有坂はまだ俺とハルヤンが喧嘩しただけだと思ってるのか。
「…ハルヤンのことはもういい」
「ちゃんと春屋と話はしたのか」
どことなく鋭い口調に、心がじくりと痛みだす。
今まで押し殺していた気持ちがぶわっと溢れ出してきて、俺はギュッと唇を噛みしめた。
「したよ。もうちゃんとしたから…っ、もう何でもいいから俺の味方してくれっ」
なんでハルヤンを庇おうとするんだ。
もう何も聞きたくないとガバッとテーブルに顔を伏せると、有坂は慌てたように俺の髪を撫でる。
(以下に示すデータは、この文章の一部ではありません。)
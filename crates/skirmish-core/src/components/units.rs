//! Unit-related components: Team, UnitClass, Attributes, Health, combat and path state.

use hecs::Entity;
use serde::{Deserialize, Serialize};

use super::common::Vec3;

/// Which army a unit (or projectile) belongs to
#[derive(Debug, Clone, Copy, PartialEq, Eq, Hash, Serialize, Deserialize)]
pub enum Team {
    A,
    B,
}

impl Team {
    pub fn opponent(self) -> Self {
        match self {
            Team::A => Team::B,
            Team::B => Team::A,
        }
    }
}

/// Unit archetype - determines base attributes and attack behavior
#[derive(Debug, Clone, Copy, PartialEq, Eq, Hash, Serialize, Deserialize)]
pub enum UnitClass {
    Warrior,
    Archer,
    Mage,
}

impl UnitClass {
    /// All classes in spawn order
    pub const ALL: [UnitClass; 3] = [UnitClass::Warrior, UnitClass::Archer, UnitClass::Mage];
}

/// Static combat attributes, copied from the class table at spawn
#[derive(Debug, Clone, Copy, Serialize, Deserialize)]
pub struct Attributes {
    pub max_health: f32,
    pub attack: f32,
    /// Movement speed in units per second
    pub speed: f32,
    pub defense: f32,
    /// Attack range in world units
    pub range: f32,
    /// Seconds between attacks
    pub attack_interval: f32,
}

/// Current health. Never exceeds `max`; never increases after spawn.
#[derive(Debug, Clone, Copy, Serialize, Deserialize)]
pub struct Health {
    pub current: f32,
    pub max: f32,
}

impl Health {
    pub fn new(max: f32) -> Self {
        Self { current: max, max }
    }

    /// Remaining fraction in [0, 1], for health bars
    pub fn fraction(&self) -> f32 {
        (self.current / self.max).clamp(0.0, 1.0)
    }

    pub fn is_depleted(&self) -> bool {
        self.current <= 0.0
    }
}

/// Life state. Dead is terminal - a unit never comes back.
#[derive(Debug, Clone, Copy, PartialEq, Eq, Serialize, Deserialize)]
pub enum UnitStatus {
    Alive,
    Dead,
}

impl UnitStatus {
    pub fn is_alive(self) -> bool {
        self == UnitStatus::Alive
    }
}

/// Per-unit combat state: current target and attack cooldown
#[derive(Debug, Clone, Default, Serialize, Deserialize)]
pub struct CombatState {
    /// Current target. Validity is re-checked every frame against the
    /// target's UnitStatus (Entity handles stay valid after death).
    #[serde(skip)]
    pub target: Option<Entity>,
    /// Seconds until the next attack may fire
    pub cooldown: f32,
}

/// Per-unit pathfinding state.
///
/// `path` is None when no route exists (or none has been computed yet) -
/// the unit then falls back to direct-line movement toward its target.
#[derive(Debug, Clone, Default, Serialize, Deserialize)]
pub struct PathState {
    /// World-space waypoints in travel order
    pub path: Option<Vec<Vec3>>,
    /// Next waypoint to head for
    pub path_index: usize,
    /// Target the current path was computed for
    #[serde(skip)]
    pub computed_for: Option<Entity>,
    /// Target position the current path was computed against; the path is
    /// invalidated once the target drifts more than one cell from here
    pub goal: Option<Vec3>,
}

impl PathState {
    pub fn clear(&mut self) {
        self.path = None;
        self.path_index = 0;
        self.goal = None;
    }

    pub fn set(&mut self, path: Option<Vec<Vec3>>, target: Entity, goal: Vec3) {
        self.path = path;
        self.path_index = 0;
        self.computed_for = Some(target);
        self.goal = Some(goal);
    }
}

#[cfg(test)]
mod tests {
    use super::*;

    #[test]
    fn test_team_opponent() {
        assert_eq!(Team::A.opponent(), Team::B);
        assert_eq!(Team::B.opponent(), Team::A);
    }

    #[test]
    fn test_health_fraction() {
        let mut health = Health::new(80.0);
        assert_eq!(health.fraction(), 1.0);
        health.current = 20.0;
        assert!((health.fraction() - 0.25).abs() < 0.001);
        health.current = -5.0;
        assert_eq!(health.fraction(), 0.0);
        assert!(health.is_depleted());
    }

    #[test]
    fn test_path_state_clear() {
        let mut state = PathState::default();
        state.set(Some(vec![Vec3::ZERO]), hecs::World::new().spawn(()), Vec3::ZERO);
        state.clear();
        assert!(state.path.is_none());
        assert_eq!(state.path_index, 0);
        assert!(state.goal.is_none());
    }
}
「す、すまない。泣かないでくれ。結城を責めているわけじゃない。ただ少し思い当たることがあって、疑問に思っていたんだ」
「…疑問?」
別に泣いてなんかない。
テーブルに突っ伏していた顔を少しあげて有坂を見つめると、有坂はホッとしたように髪に触れていた手を俺の頬へと滑らせる。
愛しげに目元をくすぐられて、甘やかされるような指の動きに頭がジンと蕩けるような熱を持つ。
やっと触ってくれた。
ずっとこんな風に触ってくれるのを待ってたんだ。
が、集中したいのに有坂が俺に触れる度に後ろの席の女子共がキャーキャーうるさい。